Теперь он снова видел немцев, их было трое или четверо, они шли по поляне, проваливаясь в снег, шли не спеша и не прячась, во весь рост шли — прямо к нему; никто из них не стрелял, и он отлично знал, что они собираются сделать с ним.
Немцы остановились метрах в сорока от него. Высокий, тощий, в длинной шинели с различиями оберштурмфюрера, что-то говорил, тыкая в сторону Кириллова рукой в перчатке. Анатолию хорошо было видно его продолговатое, в очках лицо. Он не слышал, о чем говорит офицер, но догадывался, ему казалось, что он понимает его речь, и, недобро усмехаясь, положил руку на пояс, где прицеплена граната. Но когда два солдата отделились от группы и направились к нему, он отчего-то передумал, собрав все силы, откинулся назад к стволу сосны и, шаря по земле, подобрал валявшийся рядом пистолет.
Пистолет был тяжелый, он едва не выронил его. Тогда он взял его обеими руками, поднимал медленно, но как-то уверенно, и на миг показалось ему, что это уже было когда-то с ним, — все привычно, знакомо, так и должно быть. Дуло пистолета уперлось в висок, туда, где билась жилка; он почувствовал, как напряженно она вздрагивает, стучит, громыхает, вырываясь из-под дула. И почему-то все еще не верилось, что такое может произойти с ним, — вот сию минуту, сейчас.
«Как там гитара моя… спасли ее, нет?»
Застывший палец его лежал на спусковом крючке. Он смотрел на свои пальцы, сжимавшие рукоятку пистолета, и ногти на них — ровные, прозрачные, с белыми завитками-пятнышками — напомнили ему медиатор, которым играют на мандолине. Он так любил играть!..
Закоченевшие пальцы его нажали на спуск.
Выстрела он не услышал.
А потом лес кончился, и вышли они в широкое чистое поле, которое все сейчас искрилось под солнцем, все в мерцающих золотистых блестках, так что глазам больно. Впереди двигался Чижов, пробивая лыжню, следом шел Сметанин, глядя себе под ноги, изо всех сил налегая на врезавшиеся в плечи веревочные лямки; на раненого друга он больше не оглядывался.
Никифоров теперь лежал молча. Он замолчал вскоре после того, как его ранили. Правда, перед тем как его потащили на лыжах, еще в лесу, когда Володька, став на колени, начал делать ему перевязку, он, застонав от нестерпимой боли, с глухим мычанием поводя головой, пробовал уговорить ребят оставить его здесь, пристрелить, не возиться с ним понапрасну. И тогда Володька, искривив губы, зло прошипел сквозь зубы: «Молчи, не ной!» — а глаза его, раскосые, мрачноватые, аж прямо побелели от бешенства под капюшоном маскхалата.

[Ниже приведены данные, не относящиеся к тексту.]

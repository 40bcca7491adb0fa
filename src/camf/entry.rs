
//! Walks the decoded camf bytes as a sequence of tagged entries.
//! Every entry carries a name and either a text, a property list,
//! an n-dimensional matrix, or an opaque blob.

use smallvec::SmallVec;

use crate::error::{Error, Result};


/// Tag of a text entry.
const TAG_TEXT: [u8; 4] = *b"CMbT";

/// Tag of a property list entry.
const TAG_PROPERTY: [u8; 4] = *b"CMbP";

/// Tag of a matrix entry.
const TAG_MATRIX: [u8; 4] = *b"CMbM";

/// Tag of a generic entry, the fourth byte being zero.
const TAG_GENERIC: [u8; 4] = [b'C', b'M', b'b', 0];

/// Fixed entry header: tag, version, entry size, name offset, value offset.
const ENTRY_HEADER_SIZE: usize = 20;

/// More dimensions than any camera ever wrote.
const MAX_DIMENSIONS: u32 = 16;

/// All recognized matrix element types are four bytes wide.
const ELEMENT_SIZE: u32 = 4;


/// One parsed camf entry.
#[derive(Debug, Clone, PartialEq)]
pub struct CamfEntry {

    /// The four byte entry tag.
    pub tag: [u8; 4],

    /// The version word of the entry header.
    pub version: u32,

    /// The entry name, an ascii identifier such as `WhiteBalanceColorCorrections`.
    pub name: String,

    /// The typed payload.
    pub value: CamfValue,
}

/// The typed payload of a camf entry.
#[derive(Debug, Clone, PartialEq)]
pub enum CamfValue {

    /// A nul terminated string.
    Text(String),

    /// Name and value string pairs.
    Properties(Vec<(String, String)>),

    /// An n-dimensional array of numbers.
    Matrix(CamfMatrix),

    /// An opaque blob with an unknown inner structure.
    Generic(Vec<u8>),
}

/// One dimension of a matrix entry.
#[derive(Debug, Clone, PartialEq)]
pub struct MatrixDimension {

    /// Number of elements along this dimension.
    pub size: u32,

    /// The dimension name, for example `Row` or `Color`.
    pub name: String,
}

/// The decoded numbers of a matrix.
#[derive(Debug, Clone, PartialEq)]
pub enum MatrixValues {

    /// Element type 6.
    Float(Vec<f32>),

    /// Element type 1.
    Int(Vec<i32>),

    /// Element type 3.
    UInt(Vec<u32>),
}

impl MatrixValues {

    /// Number of decoded elements.
    pub fn len(&self) -> usize {
        match self {
            MatrixValues::Float(values) => values.len(),
            MatrixValues::Int(values) => values.len(),
            MatrixValues::UInt(values) => values.len(),
        }
    }

    /// Whether the matrix contains no elements at all.
    pub fn is_empty(&self) -> bool {
        self.len() == 0
    }
}

/// An n-dimensional matrix entry.
/// When the declared element type does not match the payload length,
/// the raw bytes are retained and the typed values are unavailable.
#[derive(Debug, Clone, PartialEq)]
pub struct CamfMatrix {

    /// The element type code from the file.
    pub element_type: u32,

    /// The declared or inferred width of one element in bytes.
    pub element_size: u32,

    /// The dimensions, outermost first.
    pub dimensions: SmallVec<[MatrixDimension; 3]>,

    /// The raw bytes of the value block, kept for mismatched matrices.
    raw: Vec<u8>,

    /// The typed elements, if declaration and payload agree.
    values: Option<MatrixValues>,
}

impl CamfMatrix {

    /// The product of all dimension sizes.
    pub fn element_count(&self) -> u64 {
        self.dimensions.iter()
            .map(|dimension| u64::from(dimension.size))
            .product()
    }

    /// The typed elements.
    /// Fails with `MalformedCamfEntry` when the declared element type
    /// cannot accommodate the payload of this matrix.
    pub fn values(&self) -> Result<&MatrixValues> {
        self.values.as_ref().ok_or_else(||
            Error::camf_entry("matrix payload does not match its declared element type"))
    }

    /// The raw bytes of the matrix data block.
    pub fn raw_bytes(&self) -> &[u8] {
        &self.raw
    }
}


/// Read a little endian u32 at the offset, or fail as a malformed entry.
fn word(bytes: &[u8], offset: usize) -> Result<u32> {
    let bytes = bytes.get(offset .. offset + 4)
        .ok_or_else(|| Error::camf_entry("entry header outside the decoded data"))?;

    Ok(u32::from_le_bytes([bytes[0], bytes[1], bytes[2], bytes[3]]))
}

/// Read a nul terminated ascii string starting at the offset.
fn terminated_string(bytes: &[u8], offset: usize) -> Result<String> {
    let tail = bytes.get(offset ..)
        .ok_or_else(|| Error::camf_entry("string offset outside the entry"))?;

    let length = tail.iter().position(|&byte| byte == 0)
        .ok_or_else(|| Error::camf_entry("unterminated string"))?;

    Ok(String::from_utf8_lossy(&tail[.. length]).into_owned())
}


/// Walk the decoded camf bytes and parse every entry.
/// An unrecognized tag ends the walk, keeping everything parsed so far,
/// because cameras pad the decoded block with trailing garbage.
pub(crate) fn parse_entries(decoded: &[u8]) -> Result<Vec<CamfEntry>> {
    let mut entries = Vec::new();
    let mut position = 0_usize;

    while position + ENTRY_HEADER_SIZE <= decoded.len() {
        let tag = [
            decoded[position], decoded[position + 1],
            decoded[position + 2], decoded[position + 3],
        ];

        if tag != TAG_TEXT && tag != TAG_PROPERTY && tag != TAG_MATRIX && tag != TAG_GENERIC {
            log::warn!(
                "unknown camf entry tag {:02x?} at offset {}, ignoring the rest",
                tag, position
            );
            break;
        }

        let version = word(decoded, position + 4)?;
        let entry_size = word(decoded, position + 8)? as usize;
        let name_offset = word(decoded, position + 12)? as usize;
        let value_offset = word(decoded, position + 16)? as usize;

        if entry_size < ENTRY_HEADER_SIZE || position + entry_size > decoded.len() {
            return Err(Error::camf_entry("entry size outside the decoded data"));
        }

        if name_offset < ENTRY_HEADER_SIZE || value_offset < name_offset || value_offset > entry_size {
            return Err(Error::camf_entry("entry offsets out of order"));
        }

        let entry = &decoded[position .. position + entry_size];
        let name = terminated_string(entry, name_offset)?;
        let value = &entry[value_offset ..];

        let value = match tag {
            TAG_TEXT => CamfValue::Text(terminated_string(value, 0)?),
            TAG_PROPERTY => CamfValue::Properties(parse_properties(value)?),
            TAG_MATRIX => CamfValue::Matrix(parse_matrix(value)?),
            _ => CamfValue::Generic(value.to_vec()),
        };

        entries.push(CamfEntry { tag, version, name, value });
        position += entry_size;
    }

    Ok(entries)
}


/// A property value block: a pair count,
/// then string offset pairs relative to the block start.
fn parse_properties(value: &[u8]) -> Result<Vec<(String, String)>> {
    let count = word(value, 0)? as usize;

    if count > value.len() / 8 {
        return Err(Error::camf_entry("property count exceeds the value block"));
    }

    let mut properties = Vec::with_capacity(count);

    for index in 0 .. count {
        let name_offset = word(value, 4 + index * 8)? as usize;
        let value_offset = word(value, 8 + index * 8)? as usize;

        properties.push((
            terminated_string(value, name_offset)?,
            terminated_string(value, value_offset)?,
        ));
    }

    Ok(properties)
}


/// A matrix value block: element type, data offset and dimension count,
/// then one (size, name offset, index) descriptor per dimension,
/// then the element data.
fn parse_matrix(value: &[u8]) -> Result<CamfMatrix> {
    let element_type = word(value, 0)?;
    let data_offset = word(value, 4)? as usize;
    let dimension_count = word(value, 8)?;

    if dimension_count > MAX_DIMENSIONS {
        return Err(Error::camf_entry("absurd matrix dimension count"));
    }

    if data_offset > value.len() {
        return Err(Error::camf_entry("matrix data offset outside the value block"));
    }

    let mut dimensions: SmallVec<[MatrixDimension; 3]> = SmallVec::new();
    for index in 0 .. dimension_count as usize {
        let size = word(value, 12 + index * 12)?;
        let name_offset = word(value, 16 + index * 12)? as usize;
        let declared_index = word(value, 20 + index * 12)?;

        if declared_index != index as u32 {
            log::debug!("matrix dimension {} declares index {}", index, declared_index);
        }

        dimensions.push(MatrixDimension {
            size,
            name: terminated_string(value, name_offset)?,
        });
    }

    let raw = value[data_offset ..].to_vec();
    let element_count = dimensions.iter()
        .map(|dimension| u64::from(dimension.size))
        .product::<u64>();

    let used_space = raw.len() as u64;
    let declared_bytes = element_count.checked_mul(u64::from(ELEMENT_SIZE));

    let mut element_size = ELEMENT_SIZE;
    let values = if element_count == 0 {
        Some(empty_values(element_type))
    }
    else if declared_bytes == Some(used_space) {
        decode_values(element_type, element_count as usize, &raw)
    }
    else {
        // old files disagree; derive the effective element size
        // from the used space, but leave the matrix undecoded
        if used_space % element_count == 0 {
            element_size = (used_space / element_count) as u32;
            log::warn!(
                "matrix of {} elements in {} bytes, inferred element size {}",
                element_count, used_space, element_size
            );
        }
        else {
            log::warn!(
                "matrix of {} elements does not divide its {} payload bytes",
                element_count, used_space
            );
        }

        None
    };

    Ok(CamfMatrix { element_type, element_size, dimensions, raw, values })
}

fn empty_values(element_type: u32) -> MatrixValues {
    match element_type {
        1 => MatrixValues::Int(Vec::new()),
        6 => MatrixValues::Float(Vec::new()),
        _ => MatrixValues::UInt(Vec::new()),
    }
}

/// Materialize the typed elements, four little endian bytes each.
/// An unrecognized element type keeps the matrix raw.
fn decode_values(element_type: u32, count: usize, raw: &[u8]) -> Option<MatrixValues> {
    let words = raw.chunks_exact(4)
        .map(|chunk| u32::from_le_bytes([chunk[0], chunk[1], chunk[2], chunk[3]]));

    match element_type {
        1 => Some(MatrixValues::Int(words.map(|word| word as i32).collect())),
        3 => Some(MatrixValues::UInt(words.collect())),
        6 => Some(MatrixValues::Float(words.map(f32::from_bits).collect())),

        other => {
            log::warn!("unrecognized matrix element type {} ({} elements)", other, count);
            None
        },
    }
}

Собственно, Никифорову плевать на это. Но нельзя было в ту минуту занимать попусту время, знал — Володька все равно не бросит, и подчинился ему: пускай делает как хочет. И лежал молча, пока ребята наскоро мастерили из лыж сани, и потом, когда его положили на них и бегом поволокли по снегу среди дубняка и редких сосен в бору, куда-то в горку, а затем снова вниз, под холм, он лишь стискивал зубы, чтобы не закричать от боли.
Он понимал, что стал обузой для товарищей, задерживает их, мешает двигаться быстрее, и сожалел, что его не убили сразу. Сожалел еще и потому, что боль в спине и груди с каждой минутой делалась все острее, нестерпимее, особенно когда его встряхивали на ухабах.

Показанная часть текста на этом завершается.